* Required work
A verbatim copy of each record is required.

——

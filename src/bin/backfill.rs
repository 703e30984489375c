//! Candlekeep Backfill
//!
//! Detects and repairs gaps for one (asset, interval) range, printing the
//! result as JSON. Exits non-zero when the range is not fully covered.

use candlekeep::config::Settings;
use candlekeep::db::{CandleStore, MemoryStore, PostgresStore, SampleStore};
use candlekeep::ingestion::{BackfillExecutor, CompletenessChecker, SampleIngestor};
use candlekeep::logging;
use candlekeep::models::{days_before, parse_timestamp, Interval};
use chrono::{DateTime, Utc};
use clap::Parser;
use dotenvy::dotenv;
use std::sync::Arc;
use tracing::info;

#[derive(Parser, Debug)]
#[command(name = "backfill")]
#[command(about = "Detect and fill candle gaps for one asset and interval.", version)]
struct Cli {
    #[arg(long)]
    asset: String,
    /// Interval code, e.g. 1m, 5m, 1h.
    #[arg(long)]
    interval: String,
    /// Look back this many days from now. Alternative to --start/--end.
    #[arg(long, conflicts_with_all = ["start", "end"])]
    days: Option<i64>,
    /// RFC 3339 timestamp or YYYY-MM-DD.
    #[arg(long, requires = "end")]
    start: Option<String>,
    #[arg(long, requires = "start")]
    end: Option<String>,
    #[arg(long)]
    max_window_days: Option<i64>,
    #[arg(long)]
    max_gaps: Option<usize>,
    #[arg(long)]
    max_candles: Option<u64>,
    /// Only report gaps, do not fill them.
    #[arg(long)]
    check: bool,
    /// Use an in-process store instead of Postgres.
    #[arg(long)]
    memory: bool,
    #[arg(long, env = "DATABASE_URL")]
    database_url: Option<String>,
}

fn resolve_range(cli: &Cli) -> Result<(DateTime<Utc>, DateTime<Utc>), String> {
    if let Some(days) = cli.days {
        if days <= 0 {
            return Err("--days must be positive".to_string());
        }
        let end = Utc::now();
        let start = days_before(end, days).ok_or_else(|| format!("--days {} is out of range", days))?;
        return Ok((start, end));
    }

    match (&cli.start, &cli.end) {
        (Some(start), Some(end)) => {
            let start = parse_timestamp(start).ok_or_else(|| format!("invalid --start '{}'", start))?;
            let end = parse_timestamp(end).ok_or_else(|| format!("invalid --end '{}'", end))?;
            if start >= end {
                return Err("--start must be before --end".to_string());
            }
            Ok((start, end))
        }
        _ => Err("use either --days N or --start and --end".to_string()),
    }
}

#[tokio::main]
async fn main() -> Result<(), Box<dyn std::error::Error>> {
    dotenv().ok();
    logging::init_cli_logging();

    let cli = Cli::parse();
    let settings = Settings::from_env()?;
    let interval = Interval::parse(&cli.interval)?;
    let (start, end) = resolve_range(&cli)?;

    let mut caps = settings.backfill_caps;
    if let Some(days) = cli.max_window_days {
        if days <= 0 {
            return Err("--max-window-days must be positive".into());
        }
        caps.max_window_days = days;
    }
    if let Some(gaps) = cli.max_gaps {
        caps.max_gaps_per_run = gaps;
    }
    if let Some(candles) = cli.max_candles {
        caps.max_candles_per_run = candles;
    }

    let (candles, samples): (Arc<dyn CandleStore>, Arc<dyn SampleStore>) = if cli.memory {
        info!("Using in-process store");
        let store = Arc::new(MemoryStore::new());
        let candles: Arc<dyn CandleStore> = store.clone();
        let samples: Arc<dyn SampleStore> = store;
        (candles, samples)
    } else {
        let url = cli
            .database_url
            .clone()
            .unwrap_or_else(|| settings.database_url.clone());
        let store = Arc::new(PostgresStore::connect(&url).await?);
        info!("Postgres connected");
        let candles: Arc<dyn CandleStore> = store.clone();
        let samples: Arc<dyn SampleStore> = store;
        (candles, samples)
    };

    info!(
        asset = %cli.asset,
        interval = %interval,
        start = %start,
        end = %end,
        check = cli.check,
        "Backfill requested"
    );

    if cli.check {
        let report = CompletenessChecker::new(candles)
            .generate_report(&cli.asset, interval, start, end)
            .await?;
        println!("{}", serde_json::to_string_pretty(&report.to_dict())?);
        if report.gaps_found() {
            std::process::exit(1);
        }
        return Ok(());
    }

    let ingestor = Arc::new(SampleIngestor::new(
        samples,
        candles.clone(),
        settings.ingest_lookback_days,
    ));
    let executor = BackfillExecutor::new(candles, ingestor, caps);
    let result = executor
        .execute_backfill(&cli.asset, interval, start, end)
        .await;

    println!("{}", serde_json::to_string_pretty(&result)?);
    if !result.completed {
        std::process::exit(1);
    }
    Ok(())
}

——

* Result of the task
filename src/bin/backfill.rs
repository 703e30984489375c
//! Candlekeep Backfill
//!
//! Detects and repairs gaps for one (asset, interval) range, printing the
//! result as JSON. Exits non-zero when the range is not fully covered.

use candlekeep::config::Settings;
use candlekeep::db::{CandleStore, MemoryStore, PostgresStore, SampleStore};
use candlekeep::ingestion::{BackfillExecutor, CompletenessChecker, SampleIngestor};
use candlekeep::logging;
use candlekeep::models::{days_before, parse_timestamp, Interval};
use chrono::{DateTime, Utc};
use clap::Parser;
use dotenvy::dotenv;
use std::sync::Arc;
use tracing::info;

#[derive(Parser, Debug)]
#[command(name = "backfill")]
#[command(about = "Detect and fill candle gaps for one asset and interval.", version)]
struct Cli {
    #[arg(long)]
    asset: String,
    /// Interval code, e.g. 1m, 5m, 1h.
    #[arg(long)]
    interval: String,
    /// Look back this many days from now. Alternative to --start/--end.
    #[arg(long, conflicts_with_all = ["start", "end"])]
    days: Option<i64>,
    /// RFC 3339 timestamp or YYYY-MM-DD.
    #[arg(long, requires = "end")]
    start: Option<String>,
    #[arg(long, requires = "start")]
    end: Option<String>,
    #[arg(long)]
    max_window_days: Option<i64>,
    #[arg(long)]
    max_gaps: Option<usize>,
    #[arg(long)]
    max_candles: Option<u64>,
    /// Only report gaps, do not fill them.
    #[arg(long)]
    check: bool,
    /// Use an in-process store instead of Postgres.
    #[arg(long)]
    memory: bool,
    #[arg(long, env = "DATABASE_URL")]
    database_url: Option<String>,
}

fn resolve_range(cli: &Cli) -> Result<(DateTime<Utc>, DateTime<Utc>), String> {
    if let Some(days) = cli.days {
        if days <= 0 {
            return Err("--days must be positive".to_string());
        }
        let end = Utc::now();
        let start = days_before(end, days).ok_or_else(|| format!("--days {} is out of range", days))?;
        return Ok((start, end));
    }

    match (&cli.start, &cli.end) {
        (Some(start), Some(end)) => {
            let start = parse_timestamp(start).ok_or_else(|| format!("invalid --start '{}'", start))?;
            let end = parse_timestamp(end).ok_or_else(|| format!("invalid --end '{}'", end))?;
            if start >= end {
                return Err("--start must be before --end".to_string());
            }
            Ok((start, end))
        }
        _ => Err("use either --days N or --start and --end".to_string()),
    }
}

#[tokio::main]
async fn main() -> Result<(), Box<dyn std::error::Error>> {
    dotenv().ok();
    logging::init_cli_logging();

    let cli = Cli::parse();
    let settings = Settings::from_env()?;
    let interval = Interval::parse(&cli.interval)?;
    let (start, end) = resolve_range(&cli)?;

    let mut caps = settings.backfill_caps;
    if let Some(days) = cli.max_window_days {
        if days <= 0 {
            return Err("--max-window-days must be positive".into());
        }
        caps.max_window_days = days;
    }
    if let Some(gaps) = cli.max_gaps {
        caps.max_gaps_per_run = gaps;
    }
    if let Some(candles) = cli.max_candles {
        caps.max_candles_per_run = candles;
    }

    let (candles, samples): (Arc<dyn CandleStore>, Arc<dyn SampleStore>) = if cli.memory {
        info!("Using in-process store");
        let store = Arc::new(MemoryStore::new());
        let candles: Arc<dyn CandleStore> = store.clone();
        let samples: Arc<dyn SampleStore> = store;
        (candles, samples)
    } else {
        let url = cli
            .database_url
            .clone()
            .unwrap_or_else(|| settings.database_url.clone());
        let store = Arc::new(PostgresStore::connect(&url).await?);
        info!("Postgres connected");
        let candles: Arc<dyn CandleStore> = store.clone();
        let samples: Arc<dyn SampleStore> = store;
        (candles, samples)
    };

    info!(
        asset = %cli.asset,
        interval = %interval,
        start = %start,
        end = %end,
        check = cli.check,
        "Backfill requested"
    );

    if cli.check {
        let report = CompletenessChecker::new(candles)
            .generate_report(&cli.asset, interval, start, end)
            .await?;
        println!("{}", serde_json::to_string_pretty(&report.to_dict())?);
        if report.gaps_found() {
            std::process::exit(1);
        }
        return Ok(());
    }

    let ingestor = Arc::new(SampleIngestor::new(
        samples,
        candles.clone(),
        settings.ingest_lookback_days,
    ));
    let executor = BackfillExecutor::new(candles, ingestor, caps);
    let result = executor
        .execute_backfill(&cli.asset, interval, start, end)
        .await;

    println!("{}", serde_json::to_string_pretty(&result)?);
    if !result.completed {
        std::process::exit(1);
    }
    Ok(())
}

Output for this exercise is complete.